On March 5, users of the site Incognito Marketplace, a site like Reddit where buyers and sellers can get everything from a gram of weed to kilos of coke, were awakened to a message from one of its administrators, an admin known as Pharaoh.

The message read:

We have accumulated a list of private messages, transaction info and order details over the years. You’ll be surprised at the number of people that relied on our auto-encrypt functionality. And by the way, your messages and transaction IDs were never actually deleted after the expiry.

Anyway, if anything were to leak to law enforcement, I guess nobody never slipped up. We’ll be publishing the entire dump of 557k orders and 862k crypto transaction IDs at the end of May… whether or not you and your customers’ info is on that list is totally up to you. Yes, this is an extortion.
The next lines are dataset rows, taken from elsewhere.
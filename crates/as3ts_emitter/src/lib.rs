//! as3ts_emitter: Rewrites a parsed ActionScript 3 file as TypeScript.
//!
//! The emitter copies the original text through a cursor and only rewrites
//! the constructs that differ between the two languages, so formatting and
//! comments survive conversion. Identifiers are resolved against a scope
//! arena to add `this.` and class qualifiers, and unresolved class names get
//! an import synthesized at the top of the file.

mod declarations;
pub mod emitter;
mod expressions;
pub mod extension;
pub mod options;
pub mod paths;
pub mod scope;
mod statements;
pub mod tables;

pub use emitter::{emit, emit_file, normalize_line_endings, EmitResult, Emitter};
pub use expressions::xml_template;
pub use extension::{Extension, TableExtension};
pub use options::EmitterOptions;
pub use tables::BuiltinTables;
//! as3ts_scanner: Lexer for ActionScript 3 source code.
//!
//! Produces tokens lazily from source text with support for:
//! - newline tokens for statement-boundary heuristics
//! - comment tokens (filtered by the parser, not here)
//! - regular expression literals, rescanned on demand by the parser
//! - E4X XML literals
//! - `Vector.<T>` generic syntax via vector mode

mod char_codes;
mod scanner;
mod token;

pub use scanner::{Checkpoint, ScanError, Scanner};
pub use token::Token;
Pharaoh, Incognito Marketplace admin

Holding the site’s BTC and Monero (XMR), Pharaoh stated that vendors on the site would be asked to pay large ransoms, lest they have their data leaked online.

What’s more, Pharaoh also revealed that the “auto-encrypt” button, made available to vendors on the darknet marketplace, actually exposed them to a data breach.

Worries about the Incognito Marketplace began to circulate the week before when users were unable to withdraw BTC and Monero (a privacy-focused cryptocurrency) from the platform.